El 92,8% de las empresas de la Comunidad de Madrid son familiares, un porcentaje que supera incluso la media nacional del 92,4%, y su presencia no ha dejado de crecer en la última década. Así lo acredita el primer estudio con datos regionalizados sobre la empresa familiar en Madrid, presentado por la Asociación de la Empresa Familiar de Madrid (Adefam) y elaborado por Safer a partir del informe El futuro de la Empresa Familiar. Sus retos y contribución diferencial en 2025 del Instituto de la Empresa Familiar (IEF).
Concretamente, entre 2015 y 2024 estas empresas pasaron de representar el 85,6% al 92,8% del total de compañías de la región; su contribución al empleo ha crecido del 54,9% al 58,9%, y su aportación al Valor Añadido Bruto (VAB), del 39,2% al 46,2%. En términos absolutos, las 235.000 empresas familiares madrileñas sostienen 1,5 millones de puestos de trabajo y generan más de 130.000 millones de euros de valor añadido para la región. Estos datos confirman que su aportación no se limita al crecimiento económico, sino que se traduce también en estabilidad, cohesión territorial y compromiso con el empleo de calidad.

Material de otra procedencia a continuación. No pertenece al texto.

use std::time::Duration;

use anyhow::{Context, Result};
use sqlx::postgres::PgPoolOptions;
use sqlx::{Executor, PgPool};
use tracing::info;

use crate::config::DbConfig;

/// Migrations embedded at compile time from `crates/choregen-db/migrations/`.
pub static MIGRATOR: sqlx::migrate::Migrator = sqlx::migrate!();

/// Create a connection pool with sensible defaults.
pub async fn create_pool(config: &DbConfig) -> Result<PgPool> {
    let pool = PgPoolOptions::new()
        .max_connections(5)
        .acquire_timeout(Duration::from_secs(10))
        .connect(&config.database_url)
        .await
        .with_context(|| format!("failed to connect to database at {}", config.database_url))?;
    Ok(pool)
}

/// Run all pending embedded migrations against the pool.
pub async fn run_migrations(pool: &PgPool) -> Result<()> {
    MIGRATOR
        .run(pool)
        .await
        .context("failed to run database migrations")?;

    info!("migrations applied successfully");
    Ok(())
}

/// Ensure the target database exists, creating it if necessary.
///
/// Connects to the `postgres` maintenance database and issues
/// `CREATE DATABASE <name>` when the target database is absent.
pub async fn ensure_database_exists(config: &DbConfig) -> Result<()> {
    let db_name = config
        .database_name()
        .context("could not determine database name from URL")?;

    let maintenance_url = config.maintenance_url();

    let maint_pool = PgPoolOptions::new()
        .max_connections(1)
        .acquire_timeout(Duration::from_secs(10))
        .connect(&maintenance_url)
        .await
        .with_context(|| {
            format!(
                "failed to connect to maintenance database at {}",
                maintenance_url
            )
        })?;

    // Check whether the database already exists.
    let exists: bool =
        sqlx::query_scalar("SELECT EXISTS(SELECT 1 FROM pg_database WHERE datname = $1)")
            .bind(db_name)
            .fetch_one(&maint_pool)
            .await
            .context("failed to query pg_database")?;

    if exists {
        info!(db = db_name, "database already exists");
    } else {
        // Database names cannot be parameterised in CREATE DATABASE, so we
        // validate the name to avoid SQL injection, then use string formatting.
        if !db_name
            .chars()
            .all(|c| c.is_ascii_alphanumeric() || c == '_')
        {
            anyhow::bail!("database name {:?} contains invalid characters", db_name);
        }
        let stmt = format!("CREATE DATABASE {db_name}");
        maint_pool
            .execute(stmt.as_str())
            .await
            .with_context(|| format!("failed to create database {db_name}"))?;
        info!(db = db_name, "database created");
    }

    maint_pool.close().await;
    Ok(())
}

/// Return the row count for every user-defined table in the `public` schema.
///
/// Useful for the `choregen db-init` success message.
pub async fn table_counts(pool: &PgPool) -> Result<Vec<(String, i64)>> {
    // Query information_schema for all tables, then count each one.
    let tables: Vec<(String,)> = sqlx::query_as(
        "SELECT tablename::text \
         FROM pg_tables \
         WHERE schemaname = 'public' \
         ORDER BY tablename",
    )
    .fetch_all(pool)
    .await
    .context("failed to list tables")?;

    let mut counts = Vec::with_capacity(tables.len());
    for (table_name,) in &tables {
        // Table names come from pg_tables so they are safe identifiers.
        let query = format!("SELECT COUNT(*) FROM {table_name}");
        let count: (i64,) = sqlx::query_as(&query)
            .fetch_one(pool)
            .await
            .with_context(|| format!("failed to count rows in {table_name}"))?;
        counts.push((table_name.clone(), count.0));
    }
    Ok(counts)
}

El perfil de la empresa familiar madrileña es predominantemente joven, ya que casi dos tercios tienen menos de 25 años de vida, con un 18,3% en fase emprendedora y un 47,3% aún en desarrollo. El 32,4% ya puede considerarse consolidada, y sólo el 2% supera el medio siglo de trayectoria. Este último dato sitúa a Madrid por encima de la media nacional, donde las empresas familiares longevas apenas representan el 1,3% del total. Así, aproximadamente 1 de cada 3 empresas familiares ha superado ya algún relevo generacional, lo que evidencia la importancia de anticipar la sucesión, profesionalizar la gestión y preparar a las nuevas generaciones para garantizar la continuidad de estos proyectos empresariales.

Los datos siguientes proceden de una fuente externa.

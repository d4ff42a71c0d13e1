//! Shared test utilities for choregen integration tests.
//!
//! Provides a PostgreSQL instance shared across tests. Each test gets its
//! own database within the instance.
//!
//! Two modes:
//! - **`CHOREGEN_TEST_PG_URL`** set (nextest setup script): use the external
//!   container directly. No testcontainers overhead per process.
//! - **No env var** (`cargo test`): spin up a container via testcontainers,
//!   shared per binary through a `OnceCell`.

use std::time::Duration;

use chrono::NaiveDate;
use sqlx::postgres::PgPoolOptions;
use sqlx::{Executor, PgPool};
use testcontainers::ContainerAsync;
use testcontainers::ImageExt;
use testcontainers::runners::AsyncRunner;
use testcontainers_modules::postgres::Postgres;
use tokio::sync::OnceCell;
use uuid::Uuid;

use choregen_db::pool;

/// Shared container state: base URL and optional container handle (kept alive).
struct SharedPg {
    base_url: String,
    /// Held to keep the container alive. `None` when using an external URL.
    _container: Option<ContainerAsync<Postgres>>,
}

/// Lazily-initialized shared PostgreSQL.
static SHARED_PG: OnceCell<SharedPg> = OnceCell::const_new();

async fn init_shared_pg() -> SharedPg {
    // If a setup script already started a container, use that directly.
    if let Ok(url) = std::env::var("CHOREGEN_TEST_PG_URL") {
        return SharedPg {
            base_url: url,
            _container: None,
        };
    }

    let container = Postgres::default()
        .with_tag("18")
        .start()
        .await
        .expect("failed to start PostgreSQL container");

    let host = container.get_host().await.expect("failed to get host");
    let port = container
        .get_host_port_ipv4(5432)
        .await
        .expect("failed to get mapped port");

    let base_url = format!("postgresql://postgres:postgres@{host}:{port}");

    SharedPg {
        base_url,
        _container: Some(container),
    }
}

/// Base URL for the shared PostgreSQL.
///
/// Lazily starts a container on first call (unless `CHOREGEN_TEST_PG_URL` is
/// set). The URL points at the server root (no database name appended).
pub async fn pg_url() -> &'static str {
    let shared = SHARED_PG.get_or_init(init_shared_pg).await;
    &shared.base_url
}

/// Create a temporary database with migrations applied.
///
/// Returns `(pool, db_name)`. The pool connects to a uniquely-named
/// database within the shared instance. Call [`drop_test_db`] with the
/// returned `db_name` when the test is done.
pub async fn create_test_db() -> (PgPool, String) {
    let base_url = pg_url().await;

    // Connect to the default "postgres" database to issue CREATE DATABASE.
    let maint_url = format!("{base_url}/postgres");
    let maint_pool = PgPoolOptions::new()
        .max_connections(1)
        .acquire_timeout(Duration::from_secs(30))
        .connect(&maint_url)
        .await
        .expect("failed to connect to maintenance database in container");

    let db_name = format!("choregen_test_{}", Uuid::new_v4().simple());
    let stmt = format!("CREATE DATABASE {db_name}");
    maint_pool
        .execute(stmt.as_str())
        .await
        .unwrap_or_else(|e| panic!("failed to create temp database {db_name}: {e}"));
    maint_pool.close().await;

    // Connect to the new database and run migrations.
    let temp_url = format!("{base_url}/{db_name}");
    let temp_pool = PgPoolOptions::new()
        .max_connections(5)
        .acquire_timeout(Duration::from_secs(30))
        .connect(&temp_url)
        .await
        .unwrap_or_else(|e| panic!("failed to connect to temp database {db_name}: {e}"));

    pool::run_migrations(&temp_pool)
        .await
        .expect("migrations should succeed");

    (temp_pool, db_name)
}

/// Drop a temporary database.
///
/// Terminates existing connections and drops the database. Safe to call
/// even if the database was already dropped.
pub async fn drop_test_db(db_name: &str) {
    let base_url = pg_url().await;
    let maint_url = format!("{base_url}/postgres");

    let maint_pool = PgPoolOptions::new()
        .max_connections(1)
        .acquire_timeout(Duration::from_secs(30))
        .connect(&maint_url)
        .await
        .expect("failed to connect to maintenance database for cleanup");

    // Terminate existing connections first.
    let terminate = format!(
        "SELECT pg_terminate_backend(pid) \
         FROM pg_stat_activity \
         WHERE datname = '{db_name}' AND pid <> pg_backend_pid()"
    );
    let _ = maint_pool.execute(terminate.as_str()).await;

    let stmt = format!("DROP DATABASE IF EXISTS {db_name}");
    let _ = maint_pool.execute(stmt.as_str()).await;
    maint_pool.close().await;
}

/// Insert a child row with a fresh household id, for tests that need a
/// foreign-key target. Returns `(household_id, child_id)`.
pub async fn seed_child(pool: &PgPool, first_name: &str, birthdate: NaiveDate) -> (Uuid, Uuid) {
    let household_id = Uuid::new_v4();
    let child = choregen_db::queries::children::insert_child(pool, household_id, first_name, birthdate)
        .await
        .expect("failed to seed child");
    (household_id, child.id)
}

Verónica García Castelo, presidenta de Adefam, aseguró que este estudio “nos permite poner el foco en unas empresas esenciales para el desarrollo económico y social de Madrid. Son compañías que comparten el propósito de perdurar, de generar empleo estable, de impulsar el desarrollo de su entorno y de dejar una huella positiva en la sociedad generación tras generación. Desde la asociación creemos que esta realidad debe cuidarse y favorecerse, porque las empresas familiares apuestan por un modelo empresarial comprometido con el legado, las personas y la construcción de futuro. Y por eso, creemos que fortalecer a la empresa familiar es también fortalecer el futuro”.
Solidez financiera
Pese a un carácter predominantemente joven y a un menor tamaño, el estudio revela que la empresa familiar madrileña compite en mejores condiciones económicas que la no familiar. Con una facturación media próxima a los 477.000 euros y alrededor de 5 empleados por empresa —frente a más de 2 millones y 13 empleados en las no familiares—, logra sin embargo una rentabilidad económica del 4,2%, superior al 3,1% de las empresas no familiares. La rentabilidad financiera también ha mejorado de forma sostenida, de manera que el diferencial frente a las no familiares ha pasado de 0,36 puntos en 2014 a 2 puntos en 2024.
La solidez financiera refuerza también esa coyuntura. En este sentido, las empresas familiares de Madrid presentan un ratio de solvencia de 1,99 frente al 1,74 de las no familiares, y un ratio de liquidez de 1,69 frente a 1,54. Su nivel de endeudamiento también es inferior -44% frente al 47,3%- y esta variable ha caído de forma más pronunciada a lo largo de la última década, lo que las sitúa en mejor posición para resistir entornos de incertidumbre económica y aprovechar oportunidades de inversión.